À cela s’ajoute le fait que le grand public est de plus en plus sensible à la protection de la biodiversité et que les pouvoirs publics mettent progressivement en œuvre des législations contraignantes pour protéger la biodiversité. Cela aura aussi des répercussions sur les entreprises. Ainsi, par exemple :

  • Les entreprises seront soumises à des contraintes plus strictes. Une entreprise dont les activités constituent une menace pour la biodiversité, risque de se voir infliger des amendes, des droits d’usage, des réglementations gouvernementales ou des poursuites judiciaires engagées par les collectivités locales ou par le législateur.
  • Une entreprise dont les activités constituent une menace pour la biodiversité, risque d’être visée par des campagnes menées par des ONG et par le boycott de ses produits.
  • Une entreprise qui décide d’ignorer les enjeux liés à la biodiversité, risque de perdre ses clients qui préféreraient changer de fournisseur en faveur de produits ayant un moindre impact sur la biodiversité.
  • Elle risque de ne plus être compétitive suite à des décisions gouvernementales d’adopter de nouvelles politiques d’achat durable pour les marchés publics.

Voici quelques exemples d’entreprises qui se sont rendu compte de l’influence qu’exercent la biodiversité et le bon fonctionnement des écosystèmes sur leur activité :

  • La région du Sichuan en Chine, est célèbre pour la culture des poires.
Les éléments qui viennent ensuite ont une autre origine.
//! # Style Primitives
//!
//! Colours, run style flags, font variants and line spacing. Everything here
//! is a small `Copy` value so runs and draw operations can carry it freely.

use serde::{Deserialize, Serialize};

/// An RGB colour with components in 0.0 - 1.0.
///
/// Deserializes from `{"r", "g", "b"}` or a `#rrggbb` string.
#[derive(Debug, Clone, Copy, PartialEq, Serialize)]
pub struct Color {
    pub r: f64,
    pub g: f64,
    pub b: f64,
}

impl Color {
    pub const BLACK: Color = Color {
        r: 0.0,
        g: 0.0,
        b: 0.0,
    };
    pub const WHITE: Color = Color {
        r: 1.0,
        g: 1.0,
        b: 1.0,
    };
    /// Shading behind table header rows.
    pub const HEADER_SHADE: Color = Color {
        r: 0.88,
        g: 0.9,
        b: 0.93,
    };
    /// Fill of the highlighted totals box.
    pub const TOTALS_FILL: Color = Color {
        r: 0.93,
        g: 0.95,
        b: 0.98,
    };
    pub const DARK_GRAY: Color = Color {
        r: 0.25,
        g: 0.25,
        b: 0.3,
    };
    pub const MID_GRAY: Color = Color {
        r: 0.45,
        g: 0.45,
        b: 0.5,
    };

    pub fn rgb(r: f64, g: f64, b: f64) -> Self {
        Self { r, g, b }
    }

    /// Parse `#rrggbb` or `rrggbb`.
    pub fn from_hex(hex: &str) -> Option<Self> {
        let hex = hex.trim_start_matches('#');
        if hex.len() != 6 || !hex.is_ascii() {
            return None;
        }
        let channel = |i: usize| u8::from_str_radix(&hex[i..i + 2], 16).ok();
        Some(Self::rgb(
            channel(0)? as f64 / 255.0,
            channel(2)? as f64 / 255.0,
            channel(4)? as f64 / 255.0,
        ))
    }
}

#[derive(Deserialize)]
#[serde(untagged)]
enum ColorRepr {
    Hex(String),
    Rgb { r: f64, g: f64, b: f64 },
}

impl<'de> Deserialize<'de> for Color {
    fn deserialize<D: serde::Deserializer<'de>>(deserializer: D) -> Result<Self, D::Error> {
        match ColorRepr::deserialize(deserializer)? {
            ColorRepr::Rgb { r, g, b } => Ok(Color::rgb(r, g, b)),
            ColorRepr::Hex(hex) => Color::from_hex(&hex)
                .ok_or_else(|| serde::de::Error::custom(format!("invalid colour '{}'", hex))),
        }
    }
}

impl Default for Color {
    fn default() -> Self {
        Color::BLACK
    }
}

/// The font variants the engine knows how to measure and embed.
///
/// Ordering is significant: the serializer assigns `/F0`, `/F1`, ... in this
/// order, which keeps output deterministic.
#[derive(Debug, Clone, Copy, PartialEq, Eq, Hash, PartialOrd, Ord, Serialize, Deserialize)]
#[serde(rename_all = "camelCase")]
pub enum FontVariant {
    Regular,
    Bold,
    Italic,
    Monospace,
}

impl FontVariant {
    pub const ALL: [FontVariant; 4] = [
        FontVariant::Regular,
        FontVariant::Bold,
        FontVariant::Italic,
        FontVariant::Monospace,
    ];
}

/// Style flags carried by a styled run.
#[derive(Debug, Clone, Copy, Default, PartialEq, Eq, Hash)]
pub struct StyleFlags {
    pub bold: bool,
    pub italic: bool,
    pub strike: bool,
    pub monospace: bool,
}

impl StyleFlags {
    pub const PLAIN: StyleFlags = StyleFlags {
        bold: false,
        italic: false,
        strike: false,
        monospace: false,
    };
    pub const BOLD: StyleFlags = StyleFlags {
        bold: true,
        ..StyleFlags::PLAIN
    };
    pub const ITALIC: StyleFlags = StyleFlags {
        italic: true,
        ..StyleFlags::PLAIN
    };
    pub const STRIKE: StyleFlags = StyleFlags {
        strike: true,
        ..StyleFlags::PLAIN
    };
    pub const MONOSPACE: StyleFlags = StyleFlags {
        monospace: true,
        ..StyleFlags::PLAIN
    };

    /// The font variant used to draw text with these flags.
    ///
    /// Monospace wins over weight, weight wins over slant. Strike has no font
    /// of its own; it is drawn as a line over the regular face.
    pub fn font_variant(&self) -> FontVariant {
        if self.monospace {
            FontVariant::Monospace
        } else if self.bold {
            FontVariant::Bold
        } else if self.italic {
            FontVariant::Italic
        } else {
            FontVariant::Regular
        }
    }

    pub fn is_plain(&self) -> bool {
        *self == StyleFlags::PLAIN
    }
}

/// Line spacing selection from the report form.
#[derive(Debug, Clone, Copy, Default, PartialEq, Eq, Serialize, Deserialize)]
pub enum LineSpacing {
    #[default]
    #[serde(rename = "single", alias = "1", alias = "1.0")]
    Single,
    #[serde(rename = "1.5", alias = "oneAndHalf")]
    OneAndHalf,
    #[serde(rename = "double", alias = "2", alias = "2.0")]
    Double,
}

impl LineSpacing {
    pub fn factor(&self) -> f64 {
        match self {
            LineSpacing::Single => 1.0,
            LineSpacing::OneAndHalf => 1.5,
            LineSpacing::Double => 2.0,
        }
    }

    /// Baseline-to-baseline distance for a font size.
    pub fn line_height(&self, font_size: f64) -> f64 {
        font_size * 1.2 * self.factor()
    }
}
Dans les années 1980, suite à l’utilisation massive de pesticides, les abeilles ont disparu. Sans abeilles, les poiriers n’étaient plus pollinisés et ne portaient, donc, plus de fruits. Toute l’économie locale risquait de s’effondrer. Depuis cette date, chaque année au mois d’avril, des milliers d’ouvriers sont obligés de remplacer les abeilles et de polliniser les poiriers à la main dans une procédure laborieuse et coûteuse.
  • Dans les années 1980, une société d’eau minérale française s’est trouvée confrontée à une infiltration de nitrates et de pesticides dans ses sources au nord-est de la France. Les agriculteurs locaux avaient intensifié leurs pratiques agricoles et défriché des terres où la végétation filtrait auparavant les eaux avant leur écoulement dans la nappe phréatique exploitée par l’entreprise. Cette contamination mettait en péril les droits de la société à commercialiser son eau sous le label « eau minérale naturelle » régi par la législation française. La survie de la marque et de la société était en jeu.
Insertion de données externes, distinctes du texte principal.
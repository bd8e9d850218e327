//! Side-by-side columns and their reconciliation.
//!
//! Each column keeps its own cursor while it is filled. Before anything
//! full-width is drawn, the cursors are reconciled to the lowest of them so
//! no full-width element can start above a column's last line.

use crate::text::{FlowResult, Frame};

/// A named column and the point its content reached.
#[derive(Debug, Clone, PartialEq)]
pub struct Section {
    pub name: String,
    pub x: f64,
    pub max_width: f64,
    pub flow: FlowResult,
}

impl Section {
    pub fn new(name: impl Into<String>, x: f64, max_width: f64, start: FlowResult) -> Self {
        Self {
            name: name.into(),
            x,
            max_width,
            flow: FlowResult { x, ..start },
        }
    }

    /// Split `[x, x + width]` into two columns separated by `gutter`, both
    /// starting at `start`.
    pub fn pair(
        names: (&str, &str),
        x: f64,
        width: f64,
        gutter: f64,
        start: FlowResult,
    ) -> (Section, Section) {
        let column = ((width - gutter) / 2.0).max(0.0);
        (
            Section::new(names.0, x, column, start),
            Section::new(names.1, x + column + gutter, column, start),
        )
    }

    /// A text frame spanning this column.
    pub fn frame(&self, template: &Frame) -> Frame {
        Frame {
            x: self.x,
            max_width: self.max_width,
            ..*template
        }
    }
}

/// The lower of two cursors: a later page wins, then the smaller y.
pub fn lowest(a: FlowResult, b: FlowResult) -> FlowResult {
    if b.is_below(&a) {
        b
    } else {
        a
    }
}

/// Reconcile any number of column cursors with the current cursor. The
/// result starts at `x`.
pub fn reconcile(current: FlowResult, sections: &[Section], x: f64) -> FlowResult {
    let low = sections
        .iter()
        .map(|s| s.flow)
        .fold(current, lowest);
    FlowResult { x, ..low }
}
  • Dans les années 1990, un producteur d’énergie au Costa Rica a littéralement perdu sa source d’énergie lorsque des propriétaires fonciers locaux se sont mis à défricher les coteaux boisés en amont des barrages de l’entreprise, à des fins d’élevage et d’agriculture. Avec la disparition des arbres, les fortes pluies ont entraîné une érosion des sols, suivie d’un envasement du fleuve, provoquant une baisse du niveau des retenues d’eau et du rendement énergétique.
  • Une multinationale fabriquant des produits d’alimentation a souffert de problèmes d’environnement marin. Le cabillaud, principale espèce de poisson utilisée dans ses produits alimentaires surgelés haut de gamme, a souffert de surpêche et les stocks ont décliné brutalement pour s’effondrer complètement à l’ouest de l’Atlantique nord. Les hausses de coûts spectaculaires qui s’ensuivirent ont réduit de 30 % les marges bénéficiaires de l’entreprise sur ses produits à base de cabillaud.